Ed in pensione nel 2023 a 63 anni e come funziona il DDL 857 di cui si parla di nuovo non è certo una domanda comune solo al nostro lettore. La domanda però è piuttosto interessante anche perché si torna a parlare di una vecchia proposta di legge del 2013 firmata per tre esponenti del PD di allora, Cesare Damiano, Marialuisa Gnecchi e Pier Paolo Baretta.

Dire se ci siano o meno possibilità che dopo quasi 10 anni la proposta diventi legge, è impossibili restando ipotesi. A detto però che si tratta di una soluzione che sembra calzare a pennello alle richieste di flessibilità del sistema pensionistico italiano e alle voglie di uscita anticipata dei lavoratori.  

Come funzionerebbe l’uscita a 63 anni del DDL857

Una vecchia proposta dell’allora presidente della commissione lavoro della Camera Cesare Damiano, e soprattutto di altri due esponenti del Partito Democratico, Marialuisa Gnecchi e Pier Paolo Baretta, è contenuta nel cosiddetto DDL 857. Una proposta di riforma delle pensioni che ha fatto tanto discutere in passato anche perché sembrava la più vicina ad essere approvata. La proposta parlava di diverse misure che consentivano di superare una volta per tutte la legge Fornero. Infatti, anche se la legge Fornero è del 2011, immediatamente dopo il suo varo si iniziò a lavorare per rendere meno rigidi i requisiti imposti proprio da quella normativa. E in questo il DDL 857 di Cesare Damiano era piuttosto innovativo all’epoca. Il suo disegno di legge infatti parlava della possibilità di aprire ad un pensionamento a partire dai 63 anni di età (ma all’epoca si parlava di 62 anni) per tutti i lavoratori senza distinzioni di tipologia di lavoro o di problematiche familiari o fisiche. L’innovazione stava nel fatto che si prevedevano penalizzazioni per ogni anno di anticipo rispetto all’età pensionabile vigente. 

La pensione a 63 anni ma con taglio per anno di anticipo 

Il DDL 857 introduceva una pensione a partire da 63 anni di età, ma con una penalizzazione che andava dal 2% al 3% per ogni anno di anticipo rispetto ai 67 anni della pensione di vecchiaia ordinaria. In altri termini si introduceva una sorta di flessibilità penalizzante per i pensionati.
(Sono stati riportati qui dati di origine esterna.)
//! Zeek ASCII 로그 토크나이저
//!
//! `#separator`, `#set_separator`, `#empty_field`, `#unset_field`, `#fields`,
//! `#types` 헤더를 해석하고 데이터 줄을 타입에 맞는 [`FieldValue`]로 변환합니다.
//! 스트림 중간에 새 헤더 블록이 나타나면(로테이션된 로그를 이어 붙인 경우)
//! 새 헤더를 따릅니다.
//!
//! # 입력 예시
//! ```text
//! #separator \x09
//! #set_separator	,
//! #empty_field	(empty)
//! #unset_field	-
//! #path	passiverecon
//! #fields	ts	uid	host	srvport	recon_type	source	value	targetval
//! #types	time	string	addr	port	enum	string	string	string
//! 1700000000.0	C1	10.0.0.5	443	PassiveRecon::SSL_SERVER	cert	MIIB...	-
//! ```

use passiverecon_core::error::RecordError;
use passiverecon_core::types::{FieldMap, FieldValue, RawRecord};

/// 현재 헤더 블록 상태
#[derive(Debug, Clone)]
struct ZeekHeader {
    separator: String,
    set_separator: String,
    empty_field: String,
    unset_field: String,
    fields: Vec<String>,
    types: Vec<String>,
}

impl Default for ZeekHeader {
    fn default() -> Self {
        Self {
            separator: "\t".to_owned(),
            set_separator: ",".to_owned(),
            empty_field: "(empty)".to_owned(),
            unset_field: "-".to_owned(),
            fields: Vec::new(),
            types: Vec::new(),
        }
    }
}

/// Zeek ASCII 로그 줄 단위 파서
#[derive(Debug, Clone, Default)]
pub struct ZeekParser {
    header: ZeekHeader,
}

impl ZeekParser {
    /// 기본 구분자로 파서를 생성합니다.
    pub fn new() -> Self {
        Self::default()
    }

    /// 현재 `#fields` 목록
    pub fn fields(&self) -> &[String] {
        &self.header.fields
    }

    /// 한 줄을 처리합니다.
    ///
    /// 헤더 줄이면 상태만 갱신하고 `Ok(None)`, 데이터 줄이면 레코드를 반환합니다.
    ///
    /// # Errors
    /// `#fields` 헤더 이전의 데이터 줄, 컬럼 수 불일치, 타입 변환 실패
    pub fn parse_line(&mut self, line: &str, line_no: u64) -> Result<Option<RawRecord>, RecordError> {
        if let Some(directive) = line.strip_prefix('#') {
            self.apply_directive(directive);
            return Ok(None);
        }

        if self.header.fields.is_empty() {
            return Err(RecordError::Tokenize {
                line: line_no,
                reason: "data line before #fields header".to_owned(),
            });
        }

        let columns: Vec<&str> = line.split(self.header.separator.as_str()).collect();
        if columns.len() != self.header.fields.len() {
            return Err(RecordError::Tokenize {
                line: line_no,
                reason: format!(
                    "expected {} columns, got {}",
                    self.header.fields.len(),
                    columns.len()
                ),
            });
        }

        let mut fields = FieldMap::new();
        for (idx, (name, column)) in self.header.fields.iter().zip(columns).enumerate() {
            let ty = self.header.types.get(idx).map_or("string", String::as_str);
            let value = self.convert(column, ty).map_err(|reason| RecordError::Tokenize {
                line: line_no,
                reason: format!("field '{name}': {reason}"),
            })?;
            fields.insert(name.clone(), value);
        }

        Ok(Some(RawRecord::from(fields)))
    }

    fn apply_directive(&mut self, directive: &str) {
        // `#separator`는 공백으로 구분되며 값이 이스케이프되어 있음
        if let Some(value) = directive.strip_prefix("separator ") {
            self.header = ZeekHeader {
                separator: unescape(value.trim()),
                ..ZeekHeader::default()
            };
            return;
        }

        let mut parts = directive.split(self.header.separator.as_str());
        let name = parts.next().unwrap_or_default();
        match name {
            "set_separator" => {
                if let Some(v) = parts.next() {
                    self.header.set_separator = unescape(v);
                }
            }
            "empty_field" => {
                if let Some(v) = parts.next() {
                    self.header.empty_field = unescape(v);
                }
            }
            "unset_field" => {
                if let Some(v) = parts.next() {
                    self.header.unset_field = unescape(v);
                }
            }
            "fields" => {
                self.header.fields = parts.map(str::to_owned).collect();
                self.header.types.clear();
            }
            "types" => {
                self.header.types = parts.map(str::to_owned).collect();
            }
            _ => {}
        }
    }

    fn convert(&self, column: &str, ty: &str) -> Result<FieldValue, String> {
        if column == self.header.unset_field {
            return Ok(FieldValue::Null);
        }

        if let Some(inner) = container_inner(ty) {
            if column == self.header.empty_field {
                return Ok(FieldValue::List(Vec::new()));
            }
            return column
                .split(self.header.set_separator.as_str())
                .map(|item| self.convert_scalar(item, inner))
                .collect::<Result<Vec<_>, _>>()
                .map(FieldValue::List);
        }

        if column == self.header.empty_field {
            return Ok(FieldValue::Str(String::new()));
        }
        self.convert_scalar(column, ty)
    }

    fn convert_scalar(&self, column: &str, ty: &str) -> Result<FieldValue, String> {
        if column == self.header.unset_field {
            return Ok(FieldValue::Null);
        }
        match ty {
            "time" | "interval" | "double" => column
                .parse::<f64>()
                .map(FieldValue::Float)
                .map_err(|e| format!("invalid {ty} '{column}': {e}")),
            "count" | "int" | "port" => column
                .parse::<i64>()
                .map(FieldValue::Int)
                .map_err(|e| format!("invalid {ty} '{column}': {e}")),
            "bool" => match column {
                "T" => Ok(FieldValue::Bool(true)),
                "F" => Ok(FieldValue::Bool(false)),
                _ => Err(format!("invalid bool '{column}'")),
            },
            _ => Ok(FieldValue::Str(unescape(column))),
        }
    }
}

/// `set[addr]` -> `addr`, `vector[string]` -> `string`
fn container_inner(ty: &str) -> Option<&str> {
    ["set[", "vector["]
        .iter()
        .find_map(|prefix| ty.strip_prefix(prefix))
        .and_then(|rest| rest.strip_suffix(']'))
}

/// `\xHH` 이스케이프를 바이트로 되돌립니다. 잘못된 UTF-8은 대체 문자로 바뀝니다.
pub fn unescape(s: &str) -> String {
    if !s.contains("\\x") {
        return s.to_owned();
    }

    let bytes = s.as_bytes();
    let mut out = Vec::with_capacity(bytes.len());
    let mut i = 0;
    while i < bytes.len() {
        if bytes[i] == b'\\' && bytes.get(i + 1) == Some(&b'x') {
            let hex = bytes.get(i + 2..i + 4).and_then(|h| std::str::from_utf8(h).ok());
            if let Some(byte) = hex.and_then(|h| u8::from_str_radix(h, 16).ok()) {
                out.push(byte);
                i += 4;
                continue;
            }
        }
        out.push(bytes[i]);
        i += 1;
    }
    String::from_utf8_lossy(&out).into_owned()
}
In buona sostanza, fino a 30 euro in meno di pensione ogni 100 euro incassati per ogni anno di anticipo.

E calcolando che l’anticipo massimo concesso sarebbe di 4 anni, il taglio arriverebbe al 12%. Adesso si parla di imporre il taglio solo alla parte retributiva della pensione, cioè ai contributi versati prima del 1996 e quindi per la parte di pensione calcolata con il più favorevole sistema. Va ricordato che per chi ha almeno 18 anni di versamenti prima del primo gennaio 1996, il diritto al calcolo retributivo è fino al 31 dicembre 2011.  

 

Perché le penalizzazioni delle pensioni? 

E il taglio sarebbe maggiore quindi per questi lavoratori. Ma il taglio è la soluzione a due problematiche del sistema. La prima riguarda la spesa pubblica che deve essere contenuta. Imporre tagli di assegno significa per lo Stato, spendere di meno e recuperare nel lungo termine quanto speso in più per l’anticipo concesso ai lavoratori. Inoltre le penalizzazioni di assegno solo la soluzione per rendere flessibile il sistema, dando al lavoratore la libertà di scegliere quando e come lasciare il lavoro. Misure neutre da tagli e penalità infatti diventerebbero di fatto misure scelte da tutti o quasi, e quindi addio proprio alla flessibilità.